**SOURCE INFORMATION**
⟨

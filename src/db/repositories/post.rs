//! Post repository

use crate::models::Post;
use anyhow::{Context, Result};
use async_trait::async_trait;
use chrono::Utc;
use sqlx::{Row, SqlitePool};
use std::sync::Arc;

/// Post repository trait
#[async_trait]
pub trait PostRepository: Send + Sync {
    /// Create a new post
    async fn create(&self, post: &Post) -> Result<Post>;

    /// List all posts in insertion order
    async fn list(&self) -> Result<Vec<Post>>;
}

/// SQLx-based post repository implementation
pub struct SqlxPostRepository {
    pool: SqlitePool,
}

impl SqlxPostRepository {
    /// Create a new SQLx post repository
    pub fn new(pool: SqlitePool) -> Self {
        Self { pool }
    }

    /// Create a boxed repository for use with dependency injection
    pub fn boxed(pool: SqlitePool) -> Arc<dyn PostRepository> {
        Arc::new(Self::new(pool))
    }
}

#[async_trait]
impl PostRepository for SqlxPostRepository {
    async fn create(&self, post: &Post) -> Result<Post> {
        let now = Utc::now();

        let result = sqlx::query(
            r#"
            INSERT INTO posts (title, content, created_at)
            VALUES (?, ?, ?)
            "#,
        )
        .bind(&post.title)
        .bind(&post.content)
        .bind(now)
        .execute(&self.pool)
        .await
        .context("Failed to create post")?;

        Ok(Post {
            id: result.last_insert_rowid(),
            title: post.title.clone(),
            content: post.content.clone(),
            created_at: now,
        })
    }

    async fn list(&self) -> Result<Vec<Post>> {
        let rows = sqlx::query(
            r#"
            SELECT id, title, content, created_at
            FROM posts
            ORDER BY id
            "#,
        )
        .fetch_all(&self.pool)
        .await
        .context("Failed to list posts")?;

        rows.iter().map(row_to_post).collect()
    }
}

fn row_to_post(row: &sqlx::sqlite::SqliteRow) -> Result<Post> {
    Ok(Post {
        id: row.get("id"),
        title: row.get("title"),
        content: row.get("content"),
        created_at: row.get("created_at"),
    })
}

#[cfg(test)]
mod tests {
    use super::*;
    use crate::db::{create_test_pool, migrations};

    async fn setup_test_repo() -> SqlxPostRepository {
        let pool = create_test_pool().await.expect("Failed to create test pool");
        migrations::run_migrations(&pool)
            .await
            .expect("Failed to run migrations");
        SqlxPostRepository::new(pool)
    }

    #[tokio::test]
    async fn test_create_assigns_id() {
        let repo = setup_test_repo().await;

        let created = repo
            .create(&Post::new("T".to_string(), "C".to_string()))
            .await
            .expect("Failed to create post");

        assert!(created.id > 0);
        assert_eq!(created.title, "T");
        assert_eq!(created.content, "C");
    }

    #[tokio::test]
    async fn test_list_empty() {
        let repo = setup_test_repo().await;
        let posts = repo.list().await.expect("Failed to list posts");
        assert!(posts.is_empty());
    }

    #[tokio::test]
    async fn test_list_in_insertion_order() {
        let repo = setup_test_repo().await;
        repo.create(&Post::new("first".to_string(), "a".to_string()))
            .await
            .unwrap();
        repo.create(&Post::new("second".to_string(), "b".to_string()))
            .await
            .unwrap();

        let posts = repo.list().await.expect("Failed to list posts");
        assert_eq!(posts.len(), 2);
        assert_eq!(posts[0].title, "first");
        assert_eq!(posts[1].title, "second");
        assert!(posts[0].id < posts[1].id);
    }
}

⟩

**WORK ORDER**
The answer consists of every entry, returned exactly.

**EXERCISE RESPONSE**
filename src/db/repositories/post.rs
//! Post repository

use crate::models::Post;
use anyhow::{Context, Result};
use async_trait::async_trait;
use chrono::Utc;
use sqlx::{Row, SqlitePool};
use std::sync::Arc;

/// Post repository trait
#[async_trait]
pub trait PostRepository: Send + Sync {
    /// Create a new post
    async fn create(&self, post: &Post) -> Result<Post>;

    /// List all posts in insertion order
    async fn list(&self) -> Result<Vec<Post>>;
}

/// SQLx-based post repository implementation
pub struct SqlxPostRepository {
    pool: SqlitePool,
}

impl SqlxPostRepository {
    /// Create a new SQLx post repository
    pub fn new(pool: SqlitePool) -> Self {
        Self { pool }
    }

    /// Create a boxed repository for use with dependency injection
    pub fn boxed(pool: SqlitePool) -> Arc<dyn PostRepository> {
        Arc::new(Self::new(pool))
    }
}

#[async_trait]
impl PostRepository for SqlxPostRepository {
    async fn create(&self, post: &Post) -> Result<Post> {
        let now = Utc::now();

        let result = sqlx::query(
            r#"
            INSERT INTO posts (title, content, created_at)
            VALUES (?, ?, ?)
            "#,
        )
        .bind(&post.title)
        .bind(&post.content)
        .bind(now)
        .execute(&self.pool)
        .await
        .context("Failed to create post")?;

        Ok(Post {
            id: result.last_insert_rowid(),
            title: post.title.clone(),
            content: post.content.clone(),
            created_at: now,
        })
    }

    async fn list(&self) -> Result<Vec<Post>> {
        let rows = sqlx::query(
            r#"
            SELECT id, title, content, created_at
            FROM posts
            ORDER BY id
            "#,
        )
        .fetch_all(&self.pool)
        .await
        .context("Failed to list posts")?;

        rows.iter().map(row_to_post).collect()
    }
}

fn row_to_post(row: &sqlx::sqlite::SqliteRow) -> Result<Post> {
    Ok(Post {
        id: row.get("id"),
        title: row.get("title"),
        content: row.get("content"),
        created_at: row.get("created_at"),
    })
}

#[cfg(test)]
mod tests {
    use super::*;
    use crate::db::{create_test_pool, migrations};

    async fn setup_test_repo() -> SqlxPostRepository {
        let pool = create_test_pool().await.expect("Failed to create test pool");
        migrations::run_migrations(&pool)
            .await
            .expect("Failed to run migrations");
        SqlxPostRepository::new(pool)
    }

    #[tokio::test]
    async fn test_create_assigns_id() {
        let repo = setup_test_repo().await;

        let created = repo
            .create(&Post::new("T".to_string(), "C".to_string()))
            .await
            .expect("Failed to create post");

        assert!(created.id > 0);
        assert_eq!(created.title, "T");
        assert_eq!(created.content, "C");
    }

    #[tokio::test]
    async fn test_list_empty() {
        let repo = setup_test_repo().await;
        let posts = repo.list().await.expect("Failed to list posts");
        assert!(posts.is_empty());
    }

    #[tokio::test]
    async fn test_list_in_insertion_order() {
        let repo = setup_test_repo().await;
        repo.create(&Post::new("first".to_string(), "a".to_string()))
            .await
            .unwrap();
        repo.create(&Post::new("second".to_string(), "b".to_string()))
            .await
            .unwrap();

        let posts = repo.list().await.expect("Failed to list posts");
        assert_eq!(posts.len(), 2);
        assert_eq!(posts[0].title, "first");
        assert_eq!(posts[1].title, "second");
        assert!(posts[0].id < posts[1].id);
    }
}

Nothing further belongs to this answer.